_Your task_
Exactly the lines from the start of the data below through the line containing "pub enum UnaryOp" must be returned, and no others.

Segment Start: Data for analysis

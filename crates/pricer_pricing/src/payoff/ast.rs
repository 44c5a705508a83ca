//! Expression tree produced by the payoff parser.
//!
//! Names and functions are resolved while parsing: the tree refers to
//! [`Variable`] and [`Builtin`] values rather than strings, and anything the
//! language does not define is kept as an `Undefined*` node that fails when
//! evaluated.

use super::lexer::Span;

/// An expression node with its source span.
#[derive(Debug, Clone, PartialEq)]
pub struct Expr {
    pub kind: ExprKind,
    pub span: Span,
}

/// Expression node kinds.
#[derive(Debug, Clone, PartialEq)]
pub enum ExprKind {
    Number(f64),
    Variable(Variable),
    /// A name that is not in scope.
    UndefinedName(String),
    Unary {
        op: UnaryOp,
        operand: Box<Expr>,
    },
    Binary {
        op: BinaryOp,
        lhs: Box<Expr>,
        rhs: Box<Expr>,
    },
    Compare {
        op: CompareOp,
        lhs: Box<Expr>,
        rhs: Box<Expr>,
    },
    Index {
        target: Box<Expr>,
        index: Box<Expr>,
    },
    Call {
        function: Builtin,
        args: Vec<Expr>,
    },
    /// A call to a function that is not in the allow-list.
    UndefinedCall {
        name: String,
        args: Vec<Expr>,
    },
}

/// Names bound during evaluation.
#[derive(Debug, Clone, Copy, PartialEq, Eq)]
pub enum Variable {
    /// The full simulated price sequence.
    Path,
    /// The terminal price, `path[-1]`.
    Terminal,
}

impl Variable {
    pub fn resolve(name: &str) -> Option<Self> {
        match name {
            "path" => Some(Self::Path),
            "S" => Some(Self::Terminal),
            _ => None,
        }
    }
}

#[derive(Debug, Clone, Copy, PartialEq, Eq)]
pub enum UnaryOp {
    Neg,
    Pos,
}

#[derive(Debug, Clone, Copy, PartialEq, Eq)]
pub enum BinaryOp {
    Add,
    Sub,
    Mul,
    Div,
    Mod,
    Pow,
}

impl BinaryOp {
    pub fn symbol(self) -> &'static str {
        match self {
            Self::Add => "+",
            Self::Sub => "-",
            Self::Mul => "*",
            Self::Div => "/",
            Self::Mod => "%",
            Self::Pow => "**",
        }
    }
}

#[derive(Debug, Clone, Copy, PartialEq, Eq)]
pub enum CompareOp {
    Lt,
    Le,
    Gt,
    Ge,
    Eq,
    Ne,
}

impl CompareOp {
    pub fn apply(self, lhs: f64, rhs: f64) -> bool {
        match self {
            Self::Lt => lhs < rhs,
            Self::Le => lhs <= rhs,
            Self::Gt => lhs > rhs,
            Self::Ge => lhs >= rhs,
            Self::Eq => lhs == rhs,
            Self::Ne => lhs != rhs,
        }
    }
}

/// Allow-listed functions callable from a payoff.
#[derive(Debug, Clone, Copy, PartialEq, Eq)]
pub enum Builtin {
    Max,
    Min,
    Abs,
    Exp,
    Log,
    Log10,
    Log2,
    Sqrt,
    Pow,
    Fabs,
    Floor,
    Ceil,
    Sin,
    Cos,
    Tan,
    Tanh,
    Fsum,
    Prod,
}

impl Builtin {
    /// Resolves a bare function name.
    pub fn resolve(name: &str) -> Option<Self> {
        let builtin = match name {
            "max" => Self::Max,
            "min" => Self::Min,
            "abs" => Self::Abs,
            "exp" => Self::Exp,
            "log" => Self::Log,
            "log10" => Self::Log10,
            "log2" => Self::Log2,
            "sqrt" => Self::Sqrt,
            "pow" => Self::Pow,
            "fabs" => Self::Fabs,
            "floor" => Self::Floor,
            "ceil" => Self::Ceil,
            "sin" => Self::Sin,
            "cos" => Self::Cos,
            "tan" => Self::Tan,
            "tanh" => Self::Tanh,
            "fsum" => Self::Fsum,
            "prod" => Self::Prod,
            _ => return None,
        };
        Some(builtin)
    }

    /// Resolves a name written as `math.<name>`.
    ///
    /// The Python-style reducers `max`, `min` and `abs` are not members of
    /// `math`.
    pub fn resolve_qualified(name: &str) -> Option<Self> {
        match Self::resolve(name)? {
            Self::Max | Self::Min | Self::Abs => None,
            builtin => Some(builtin),
        }
    }

    pub fn name(self) -> &'static str {
        match self {
            Self::Max => "max",
            Self::Min => "min",
            Self::Abs => "abs",
            Self::Exp => "exp",
            Self::Log => "log",
            Self::Log10 => "log10",
            Self::Log2 => "log2",
            Self::Sqrt => "sqrt",
            Self::Pow => "pow",
            Self::Fabs => "fabs",
            Self::Floor => "floor",
            Self::Ceil => "ceil",
            Self::Sin => "sin",
            Self::Cos => "cos",
            Self::Tan => "tan",
            Self::Tanh => "tanh",
            Self::Fsum => "fsum",
            Self::Prod => "prod",
        }
    }
}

Segment End: Data for analysis

_Output below_
filename crates/pricer_pricing/src/payoff/ast.rs
repository 44c5a705508a83ca
//! Expression tree produced by the payoff parser.
//!
//! Names and functions are resolved while parsing: the tree refers to
//! [`Variable`] and [`Builtin`] values rather than strings, and anything the
//! language does not define is kept as an `Undefined*` node that fails when
//! evaluated.

use super::lexer::Span;

/// An expression node with its source span.
#[derive(Debug, Clone, PartialEq)]
pub struct Expr {
    pub kind: ExprKind,
    pub span: Span,
}

/// Expression node kinds.
#[derive(Debug, Clone, PartialEq)]
pub enum ExprKind {
    Number(f64),
    Variable(Variable),
    /// A name that is not in scope.
    UndefinedName(String),
    Unary {
        op: UnaryOp,
        operand: Box<Expr>,
    },
    Binary {
        op: BinaryOp,
        lhs: Box<Expr>,
        rhs: Box<Expr>,
    },
    Compare {
        op: CompareOp,
        lhs: Box<Expr>,
        rhs: Box<Expr>,
    },
    Index {
        target: Box<Expr>,
        index: Box<Expr>,
    },
    Call {
        function: Builtin,
        args: Vec<Expr>,
    },
    /// A call to a function that is not in the allow-list.
    UndefinedCall {
        name: String,
        args: Vec<Expr>,
    },
}

/// Names bound during evaluation.
#[derive(Debug, Clone, Copy, PartialEq, Eq)]
pub enum Variable {
    /// The full simulated price sequence.
    Path,
    /// The terminal price, `path[-1]`.
    Terminal,
}

impl Variable {
    pub fn resolve(name: &str) -> Option<Self> {
        match name {
            "path" => Some(Self::Path),
            "S" => Some(Self::Terminal),
            _ => None,
        }
    }
}

#[derive(Debug, Clone, Copy, PartialEq, Eq)]
pub enum UnaryOp {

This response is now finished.